Background: Children with cerebral palsy (CP) have altered synergies compared to typically-developing peers, reflecting different neuromuscular control strategies used to move. While these children receive a variety of treatments to improve gait, whether synergies change after treatment, or are associated with treatment outcomes, remains unknown.

Methods: We evaluated synergies for 147 children with CP before and after three common treatments: botulinum toxin type-A injection (n = 52), selective dorsal rhizotomy (n = 38), and multi-level orthopaedic surgery (n = 57). Changes in synergy complexity were measured by the number of synergies required to explain > 90% of the total variance in electromyography data and total variance accounted for by one synergy. Synergy weights and activations before and after treatment were compared using the cosine similarity relative to average synergies of 31 typically-developing (TD) peers.
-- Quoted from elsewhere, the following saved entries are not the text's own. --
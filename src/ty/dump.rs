//! The type dump format (spec §6): a deliberately foreign rendering used
//! only for tests and diagnostics, chosen to make derived-type precedence
//! unambiguous without C's "declaration follows use" puzzle.
//!
//! `int (*a[10])(char c)` dumps as `[10]*fn (c: char) int`.

use std::fmt::Write as _;

use crate::arena::TypeArena;
use crate::ty::{Payload, Qualifiers, Specifier, Type};

pub fn dump(t: Type, arena: &TypeArena) -> String {
    let mut out = String::new();
    write_type(&mut out, t, arena);
    out
}

fn write_qualifiers(out: &mut String, q: Qualifiers) {
    if q.const_ {
        out.push_str("const ");
    }
    if q.volatile {
        out.push_str("volatile ");
    }
    if q.restrict {
        out.push_str("restrict ");
    }
    if q.atomic {
        out.push_str("_Atomic ");
    }
}

fn write_type(out: &mut String, t: Type, arena: &TypeArena) {
    write_qualifiers(out, t.qualifiers);

    match t.specifier {
        Specifier::Pointer => {
            out.push('*');
            if let Payload::Pointee(id) = t.payload {
                write_type(out, *arena.pointee(id), arena);
            }
        }
        Specifier::Array | Specifier::StaticArray => {
            if let Payload::Array(id) = t.payload {
                let array = arena.array(id);
                if t.specifier == Specifier::StaticArray {
                    let _ = write!(out, "[static {}]", array.len);
                } else {
                    let _ = write!(out, "[{}]", array.len);
                }
                write_type(out, array.element, arena);
            }
        }
        Specifier::IncompleteArray => {
            out.push_str("[]");
            if let Payload::Array(id) = t.payload {
                write_type(out, arena.array(id).element, arena);
            }
        }
        Specifier::VariableLenArray => {
            out.push_str("[*]");
            if let Payload::Vla(id) = t.payload {
                write_type(out, arena.vla(id).element, arena);
            }
        }
        Specifier::UnspecifiedVariableLenArray => {
            out.push_str("[*]");
            if let Payload::Pointee(id) = t.payload {
                write_type(out, *arena.pointee(id), arena);
            }
        }
        Specifier::Func | Specifier::VarArgsFunc | Specifier::OldStyleFunc => {
            if let Payload::Function(id) = t.payload {
                let func = arena.function(id);
                out.push_str("fn (");
                for (i, param) in func.parameters.iter().enumerate() {
                    if i > 0 {
                        out.push_str(", ");
                    }
                    if !param.name.is_empty() {
                        let _ = write!(out, "{}: ", param.name);
                    }
                    write_type(out, param.ty, arena);
                }
                if t.specifier == Specifier::VarArgsFunc {
                    if !func.parameters.is_empty() {
                        out.push_str(", ");
                    }
                    out.push_str("...");
                }
                out.push_str(") ");
                write_type(out, func.return_type, arena);
            }
        }
        Specifier::Struct | Specifier::Union => {
            if let Payload::Record(id) = t.payload {
                let record = arena.record(id);
                out.push_str(if t.specifier == Specifier::Struct {
                    "struct "
                } else {
                    "union "
                });
                if record.name.is_empty() {
                    out.push_str("<anonymous>");
                } else {
                    out.push_str(&record.name);
                }
            }
        }
        Specifier::Enum => {
            if let Payload::Enum(id) = t.payload {
                let e = arena.enum_(id);
                out.push_str("enum ");
                if e.name.is_empty() {
                    out.push_str("<anonymous>");
                } else {
                    out.push_str(&e.name);
                }
            }
        }
        other => out.push_str(fundamental_name(other)),
    }

    if t.alignment != 0 {
        let _ = write!(out, " _Alignas({})", t.alignment);
    }
}

fn fundamental_name(s: Specifier) -> &'static str {
    use Specifier::*;
    match s {
        Void => "void",
        Bool => "bool",
        Char => "char",
        SChar => "schar",
        UChar => "uchar",
        Short => "short",
        UShort => "ushort",
        Int => "int",
        UInt => "uint",
        Long => "long",
        ULong => "ulong",
        LongLong => "long_long",
        ULongLong => "ulong_long",
        Float => "float",
        Double => "double",
        LongDouble => "long_double",
        ComplexFloat => "complex_float",
        ComplexDouble => "complex_double",
        ComplexLongDouble => "complex_long_double",
        _ => unreachable!("fundamental_name called on a derived specifier"),
    }
}

#[cfg(test)]
mod tests {
    use super::*;
    use crate::arena::{Array, Function, Parameter};

    #[test]
    fn plain_int() {
        let arena = TypeArena::new();
        assert_eq!(dump(Type::INT, &arena), "int");
    }

    #[test]
    fn const_pointer_to_int() {
        // `const int *p` — pointer to const int.
        let mut arena = TypeArena::new();
        let const_int = Type::INT.with_qualifiers(Qualifiers {
            const_: true,
            ..Qualifiers::NONE
        });
        let id = arena.alloc_pointee(const_int);
        let ptr = Type {
            specifier: Specifier::Pointer,
            qualifiers: Qualifiers::NONE,
            alignment: 0,
            payload: Payload::Pointee(id),
        };
        assert_eq!(dump(ptr, &arena), "*const int");
    }

    #[test]
    fn pointer_const_to_int() {
        // `int *const p` — const pointer to int.
        let mut arena = TypeArena::new();
        let id = arena.alloc_pointee(Type::INT);
        let ptr = Type {
            specifier: Specifier::Pointer,
            qualifiers: Qualifiers {
                const_: true,
                ..Qualifiers::NONE
            },
            alignment: 0,
            payload: Payload::Pointee(id),
        };
        assert_eq!(dump(ptr, &arena), "const *int");
    }

    #[test]
    fn array_of_pointers_to_function() {
        // `int (*a[10])(char c)` => `[10]*fn (c: char) int`
        let mut arena = TypeArena::new();
        let func_id = arena.alloc_function(Function {
            return_type: Type::INT,
            parameters: vec![Parameter {
                name: "c".into(),
                ty: Type::fundamental(Specifier::Char),
                register: false,
            }],
        });
        let func_ty = Type {
            specifier: Specifier::Func,
            qualifiers: Qualifiers::NONE,
            alignment: 0,
            payload: Payload::Function(func_id),
        };
        let ptr_id = arena.alloc_pointee(func_ty);
        let ptr_ty = Type {
            specifier: Specifier::Pointer,
            qualifiers: Qualifiers::NONE,
            alignment: 0,
            payload: Payload::Pointee(ptr_id),
        };
        let array_id = arena.alloc_array(Array {
            element: ptr_ty,
            len: 10,
        });
        let array_ty = Type {
            specifier: Specifier::Array,
            qualifiers: Qualifiers::NONE,
            alignment: 0,
            payload: Payload::Array(array_id),
        };
        assert_eq!(dump(array_ty, &arena), "[10]*fn (c: char) int");
    }

    #[test]
    fn function_returning_pointer() {
        // `int *f(void);` => `fn () *int`
        let mut arena = TypeArena::new();
        let int_ptr_id = arena.alloc_pointee(Type::INT);
        let ret = Type {
            specifier: Specifier::Pointer,
            qualifiers: Qualifiers::NONE,
            alignment: 0,
            payload: Payload::Pointee(int_ptr_id),
        };
        let func_id = arena.alloc_function(Function {
            return_type: ret,
            parameters: vec![],
        });
        let func_ty = Type {
            specifier: Specifier::Func,
            qualifiers: Qualifiers::NONE,
            alignment: 0,
            payload: Payload::Function(func_id),
        };
        assert_eq!(dump(func_ty, &arena), "fn () *int");
    }
}
//! The Specifier Builder (spec §4.1).
//!
//! Absorbs type-specifier keywords in any legal order — `unsigned long long
//! int` and `long int unsigned long` both finalize to the same type — and
//! diagnoses illegal combinations where they occur, rather than deferring
//! to a post-hoc pass.

use crate::arena::{EnumId, RecordId};
use crate::diagnostic::{Diagnostic, DiagnosticSink, DiagnosticTag, Extra};
use crate::token::TokenId;
use crate::ty::{Specifier, Type};

/// Every partial state reachable by a legal prefix of type-specifier
/// keywords (spec §4.1 "State"). `Descriptor` carries the already-resolved
/// `Type` for `struct`/`union`/`enum`/`typedef`/pointer/array/func layers
/// injected by the Declarator Parser rather than the Builder itself.
#[derive(Debug, Clone, Copy, PartialEq, Eq)]
enum Kind {
    None,
    Void,
    Bool,
    Char,
    Signed,
    Unsigned,
    SignedChar,
    UnsignedChar,
    Short,
    ShortInt,
    SignedShort,
    UnsignedShort,
    SignedShortInt,
    UnsignedShortInt,
    Int,
    SignedInt,
    UnsignedInt,
    Long,
    LongInt,
    SignedLong,
    UnsignedLong,
    SignedLongInt,
    UnsignedLongInt,
    LongLong,
    LongLongInt,
    SignedLongLong,
    UnsignedLongLong,
    SignedLongLongInt,
    UnsignedLongLongInt,
    Float,
    Double,
    LongDouble,
    Complex,
    ComplexLong,
    ComplexFloat,
    ComplexDouble,
    ComplexLongDouble,
    /// `struct`/`union`/`enum`/typedef/pointer/array/func — an already
    /// fully-formed type injected by the Declaration Coordinator.
    Descriptor,
}

/// A single incoming specifier-word token, as the Declaration Coordinator
/// classifies it before offering it to the Builder.
#[derive(Debug, Clone, Copy, PartialEq, Eq)]
pub enum SpecifierWord {
    Void,
    Bool,
    Char,
    Signed,
    Unsigned,
    Short,
    Int,
    Long,
    Float,
    Double,
    Complex,
}

/// A non-arithmetic type injected wholesale: `struct`/`union`/`enum`
/// bodies, typedef names, or (internally, from the Declarator Parser) a
/// derived type already under construction.
#[derive(Debug, Clone, Copy)]
pub enum Descriptor {
    Record(RecordId, bool /* is_union */),
    Enum(EnumId),
    Typedef(Type),
}

pub struct Builder {
    kind: Kind,
    descriptor: Option<Descriptor>,
    /// Token of the typedef name that seeded `Descriptor::Typedef`, kept
    /// around purely for conflict diagnostics (spec §4.1 "State").
    typedef_token: Option<TokenId>,
}

impl Default for Builder {
    fn default() -> Self {
        Builder {
            kind: Kind::None,
            descriptor: None,
            typedef_token: None,
        }
    }
}

impl Builder {
    pub fn new() -> Self {
        Self::default()
    }

    pub fn is_empty(&self) -> bool {
        self.kind == Kind::None
    }

    /// Offers one arithmetic specifier word to the Builder (spec §4.1
    /// `combine`). Emits a diagnostic and leaves the state unchanged on an
    /// illegal transition, mirroring "reported-and-continued" (spec §7).
    pub fn combine(&mut self, word: SpecifierWord, at: TokenId, sink: &mut dyn DiagnosticSink) {
        use Kind::*;
        use SpecifierWord as W;

        let next = match (self.kind, word) {
            (None, W::Void) => Some(Void),
            (None, W::Bool) => Some(Bool),
            (None, W::Char) => Some(Char),
            (None, W::Signed) => Some(Signed),
            (None, W::Unsigned) => Some(Unsigned),
            (None, W::Short) => Some(Short),
            (None, W::Int) => Some(Int),
            (None, W::Long) => Some(Long),
            (None, W::Float) => Some(Float),
            (None, W::Double) => Some(Double),
            (None, W::Complex) => Some(Complex),

            // signed/unsigned: legal only from the integer-compatible kinds.
            (Char, W::Signed) => Some(SignedChar),
            (Char, W::Unsigned) => Some(UnsignedChar),
            (Short, W::Signed) | (ShortInt, W::Signed) => Some(SignedShort),
            (Short, W::Unsigned) | (ShortInt, W::Unsigned) => Some(UnsignedShort),
            (Int, W::Signed) => Some(SignedInt),
            (Int, W::Unsigned) => Some(UnsignedInt),
            (Long, W::Signed) | (LongInt, W::Signed) => Some(SignedLong),
            (Long, W::Unsigned) | (LongInt, W::Unsigned) => Some(UnsignedLong),
            (LongLong, W::Signed) | (LongLongInt, W::Signed) => Some(SignedLongLong),
            (LongLong, W::Unsigned) | (LongLongInt, W::Unsigned) => Some(UnsignedLongLong),
            (Signed, W::Short) => Some(SignedShort),
            (Unsigned, W::Short) => Some(UnsignedShort),
            (Signed, W::Int) => Some(SignedInt),
            (Unsigned, W::Int) => Some(UnsignedInt),
            (Signed, W::Long) => Some(SignedLong),
            (Unsigned, W::Long) => Some(UnsignedLong),

            // short/long/int merges.
            (Short, W::Int) => Some(ShortInt),
            (SignedShort, W::Int) => Some(SignedShortInt),
            (UnsignedShort, W::Int) => Some(UnsignedShortInt),
            (Int, W::Short) => Some(ShortInt),
            (Int, W::Long) | (SignedInt, W::Long) => Some(Long),
            (Long, W::Int) => Some(LongInt),
            (SignedLong, W::Int) => Some(SignedLongInt),
            (UnsignedLong, W::Int) => Some(UnsignedLongInt),
            (Long, W::Long) | (LongInt, W::Long) => Some(LongLong),
            (SignedLong, W::Long) => Some(SignedLongLong),
            (UnsignedLong, W::Long) => Some(UnsignedLongLong),
            (LongLong, W::Int) => Some(LongLongInt),
            (SignedLongLong, W::Int) => Some(SignedLongLongInt),
            (UnsignedLongLong, W::Int) => Some(UnsignedLongLongInt),

            // float: legal from {none, complex}.
            (Complex, W::Float) => Some(ComplexFloat),

            // double: legal from {none, long, complex, complex_long}.
            (Long, W::Double) | (LongInt, W::Double) => Some(LongDouble),
            (Complex, W::Double) => Some(ComplexDouble),
            (ComplexLong, W::Double) => Some(ComplexLongDouble),

            // complex: legal from {none, long, float, double, long_double}.
            (Long, W::Complex) => Some(ComplexLong),
            (Float, W::Complex) => Some(ComplexFloat),
            (Double, W::Complex) => Some(ComplexDouble),
            (LongDouble, W::Complex) => Some(ComplexLongDouble),

            // Everything else (a third `long`, repeated `signed`, `float`
            // after an integer kind, ...) cannot combine.
            _ => None,
        };

        match next {
            Some(k) => self.kind = k,
            None => self.report_cannot_combine(word, at, sink),
        }
    }

    fn report_cannot_combine(&self, word: SpecifierWord, at: TokenId, sink: &mut dyn DiagnosticSink) {
        sink.report(Diagnostic {
            tag: DiagnosticTag::CannotCombineSpecifier,
            token: at,
            extra: Some(Extra::Text(format!("{:?}", word))),
        });
    }

    /// Injects a non-arithmetic descriptor (`struct`/`union`/`enum`/typedef,
    /// or the in-progress derived type from the Declarator Parser). Legal
    /// only from `none` (spec §4.1).
    pub fn set_descriptor(
        &mut self,
        descriptor: Descriptor,
        at: TokenId,
        sink: &mut dyn DiagnosticSink,
    ) {
        if self.kind != Kind::None {
            sink.report(Diagnostic {
                tag: DiagnosticTag::CannotCombineSpecifier,
                token: at,
                extra: Some(Extra::Text("descriptor".into())),
            });
            return;
        }
        if let Descriptor::Typedef(_) = descriptor {
            self.typedef_token = Some(at);
        }
        self.kind = Kind::Descriptor;
        self.descriptor = Some(descriptor);
    }

    pub fn typedef_token(&self) -> Option<TokenId> {
        self.typedef_token
    }

    /// Finalizes the accumulated state into a canonical [`Type`] (spec
    /// §4.1 `finalize`). `none` yields `int` with a diagnostic; bare
    /// `complex`/`complex long` are rejected for lacking a base float.
    pub fn finalize(self, sink: &mut dyn DiagnosticSink) -> (Type, Option<Descriptor>) {
        use Kind::*;

        if self.kind == Descriptor {
            // The caller (Declaration Coordinator) is responsible for
            // turning a `Descriptor` into a concrete `Type`; we hand the
            // value back rather than guess its representation here.
            return (Type::INT, self.descriptor);
        }

        let specifier = match self.kind {
            None => {
                sink.report(Diagnostic {
                    tag: DiagnosticTag::MissingTypeSpecifier,
                    token: 0,
                    extra: None,
                });
                Specifier::Int
            }
            Void => Specifier::Void,
            Bool => Specifier::Bool,
            Char => Specifier::Char,
            SignedChar => Specifier::SChar,
            UnsignedChar => Specifier::UChar,
            Short | ShortInt | SignedShort | SignedShortInt => Specifier::Short,
            UnsignedShort | UnsignedShortInt => Specifier::UShort,
            Signed | Int | SignedInt => Specifier::Int,
            Unsigned | UnsignedInt => Specifier::UInt,
            Long | LongInt | SignedLong | SignedLongInt => Specifier::Long,
            UnsignedLong | UnsignedLongInt => Specifier::ULong,
            LongLong | LongLongInt | SignedLongLong | SignedLongLongInt => Specifier::LongLong,
            UnsignedLongLong | UnsignedLongLongInt => Specifier::ULongLong,
            Float => Specifier::Float,
            Double => Specifier::Double,
            LongDouble => Specifier::LongDouble,
            Complex => {
                sink.report(Diagnostic {
                    tag: DiagnosticTag::ComplexWithNoBase,
                    token: 0,
                    extra: None,
                });
                Specifier::ComplexDouble
            }
            ComplexLong => {
                sink.report(Diagnostic {
                    tag: DiagnosticTag::ComplexWithNoBase,
                    token: 0,
                    extra: None,
                });
                Specifier::ComplexLongDouble
            }
            ComplexFloat => Specifier::ComplexFloat,
            ComplexDouble => Specifier::ComplexDouble,
            ComplexLongDouble => Specifier::ComplexLongDouble,
            Descriptor => unreachable!("handled above"),
        };

        (Type::fundamental(specifier), None)
    }
}

#[cfg(test)]
mod tests {
    use super::*;
    use crate::diagnostic::VecSink;

    fn finalize_words(words: &[SpecifierWord]) -> (Type, VecSink) {
        let mut builder = Builder::new();
        let mut sink = VecSink::new();
        for w in words {
            builder.combine(*w, 0, &mut sink);
        }
        let (ty, _) = builder.finalize(&mut sink);
        (ty, sink)
    }

    #[test]
    fn permutations_of_long_long_unsigned_int_collapse() {
        use SpecifierWord::*;
        let orderings: &[&[SpecifierWord]] = &[
            &[Unsigned, Long, Long, Int],
            &[Long, Unsigned, Long, Int],
            &[Long, Long, Int, Unsigned],
            &[Int, Long, Long, Unsigned],
        ];
        for words in orderings {
            let (ty, sink) = finalize_words(words);
            assert_eq!(ty.specifier, Specifier::ULongLong, "{:?}", words);
            assert!(sink.0.is_empty(), "unexpected diagnostics for {:?}", words);
        }
    }

    #[test]
    fn bare_signed_is_int() {
        let (ty, _) = finalize_words(&[SpecifierWord::Signed]);
        assert_eq!(ty.specifier, Specifier::Int);
    }

    #[test]
    fn bare_unsigned_is_uint() {
        let (ty, _) = finalize_words(&[SpecifierWord::Unsigned]);
        assert_eq!(ty.specifier, Specifier::UInt);
    }

    #[test]
    fn missing_specifier_defaults_to_int_with_diagnostic() {
        let (ty, sink) = finalize_words(&[]);
        assert_eq!(ty.specifier, Specifier::Int);
        assert!(sink.has_tag(DiagnosticTag::MissingTypeSpecifier));
    }

    #[test]
    fn signed_after_unsigned_long_long_conflicts() {
        // Scenario 6 of spec §8: `unsigned long long signed;`
        let mut builder = Builder::new();
        let mut sink = VecSink::new();
        builder.combine(SpecifierWord::Unsigned, 0, &mut sink);
        builder.combine(SpecifierWord::Long, 1, &mut sink);
        builder.combine(SpecifierWord::Long, 2, &mut sink);
        builder.combine(SpecifierWord::Signed, 3, &mut sink);
        assert!(sink.has_tag(DiagnosticTag::CannotCombineSpecifier));
        let (ty, _) = builder.finalize(&mut sink);
        assert_eq!(ty.specifier, Specifier::ULongLong);
    }

    #[test]
    fn isolated_complex_rejected_for_no_base() {
        let (ty, sink) = finalize_words(&[SpecifierWord::Complex]);
        assert_eq!(ty.specifier, Specifier::ComplexDouble);
        assert!(sink.has_tag(DiagnosticTag::ComplexWithNoBase));
    }

    #[test]
    fn short_int_is_short() {
        let (ty, _) = finalize_words(&[SpecifierWord::Short, SpecifierWord::Int]);
        assert_eq!(ty.specifier, Specifier::Short);
    }

    #[test]
    fn long_double_complex() {
        let (ty, sink) = finalize_words(&[
            SpecifierWord::Long,
            SpecifierWord::Double,
            SpecifierWord::Complex,
        ]);
        assert_eq!(ty.specifier, Specifier::ComplexLongDouble);
        assert!(sink.0.is_empty());
    }
}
Results: There were minimal changes in synergies after treatment despite changes in walking patterns. Number of synergies did not change significantly for any treatment group. Total variance accounted for by one synergy increased (i.e., moved further from TD peers) after botulinum toxin type-A injection (1.3%) and selective dorsal rhizotomy (1.9%), but the change was small. Synergy weights did not change for any treatment group (average 0.001 ± 0.10), but synergy activations after selective dorsal rhizotomy did change and were less similar to TD peers (− 0.03 ± 0.07). Only changes in synergy activations were associated with changes in gait kinematics or walking speed after treatment. Children with synergy activations more similar to TD peers after treatment had greater improvements in gait.

Conclusions: While many of these children received significant surgical procedures and prolonged rehabilitation, the minimal changes in synergies after treatment highlight the challenges in altering neuromuscular control in CP. Development of treatment strategies that directly target impaired control or are optimized to an individual’s unique control may be required to improve walking function.